I say this to preface a mention of this rather fortunate discovery of direct evidence of evolution in action, because while I lament the attribution of the event to purely random chance, I nevertheless acknowledge that it’s an exciting discovery, and a bit of a shot in the arm for those who oppose the theory of evolution on some principle (especially my fellow Christians who do so):
A major evolutionary innovation has unfurled right in front of researchers’ eyes. It’s the first time evolution has been caught in the act of making such a rare and complex new trait.
…
Twenty years ago, evolutionary biologist Richard Lenski of Michigan State University in East Lansing, US, took a single Escherichia coli bacterium and used its descendants to found 12 laboratory populations.
The 12 have been growing ever since, gradually accumulating mutations and evolving for more than 44,000 generations, while Lenski watches what happens.
…sometime around the 31,500th generation, something dramatic happened in just one of the populations – the bacteria suddenly acquired the ability to metabolise citrate, a second nutrient in their culture medium that E. coli normally cannot use.
Indeed, the inability to use citrate is one of the traits by which bacteriologists distinguish E. coli from other species. The citrate-using mutants increased in population size and diversity.
…Lenski turned to his freezer, where he had saved samples of each population every 500 generations. These allowed him to replay history from any starting point he chose, by reviving the bacteria and letting evolution “replay” again.
…The replays showed that even when he looked at trillions of cells, only the original population re-evolved Cit+ – and only when he started the replay from generation 20,000 or greater. Something, he concluded, must have happened around generation 20,000 that laid the groundwork for Cit+ to later evolve.
Lenski and his colleagues are now working to identify just what that earlier change was, and how it made the Cit+ mutation possible more than 10,000 generations later.
In the meantime, the experiment stands as proof that evolution does not always lead to the best possible outcome. Instead, a chance event can sometimes open evolutionary doors for one population that remain forever closed to other populations with different histories.
Discoveries like this affirm my faith in God, I find, because they carry with them a profound sense of wonder and amazement at the subtle, yet profound, intricacies upon which all of creation is constructed. In a sense, I pity those who assert that God must have made things in the exact manner suggested in the Book of Genesis, because the God of such a literalist interpretation of the Bible is so much smaller, so less magnificent.
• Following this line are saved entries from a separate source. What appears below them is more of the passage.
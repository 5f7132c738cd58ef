//! Round domain types and outcome generation

pub mod outcome;
pub mod types;

pub use outcome::{FixedCrashPoint, OutcomeSource, UniformCrashPoints};
pub use types::{ConfigUpdate, CrashPoint, GameConfig, GameRound, RoundSnapshot, RoundStatus};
The God who knows each created thing down to its tiniest detail, and (moreover) who envisioned and breathed into being each such detail is so much larger, and so much more personal as well.
And it is staggering, to me, to think that God still so loves the world that He is willing to again make the processes of His creation apparent in even the tiny bacteria of the lab; indeed, His love is poured out on them too, and they respond in magnificent ways to it.
Discoveries like this, to me, don’t speak of chance; they speak of revelation — natural revelation, to be specific. They speak of a God who continues to desire to reveal His ways and mysteries to an inquiring, open human mind. As David Warren and others have pointed out, the whole ideal of science — that rational inquiry will be rewarded by way of evidence and discovery — has at its core a very Christian sensibility, echoed in the words of Christ: “And I tell you, Ask, and it will be given you; seek, and you will find; knock, and it will be opened to you. For every one who asks receives, and he who seeks finds, and to him who knocks it will be opened.”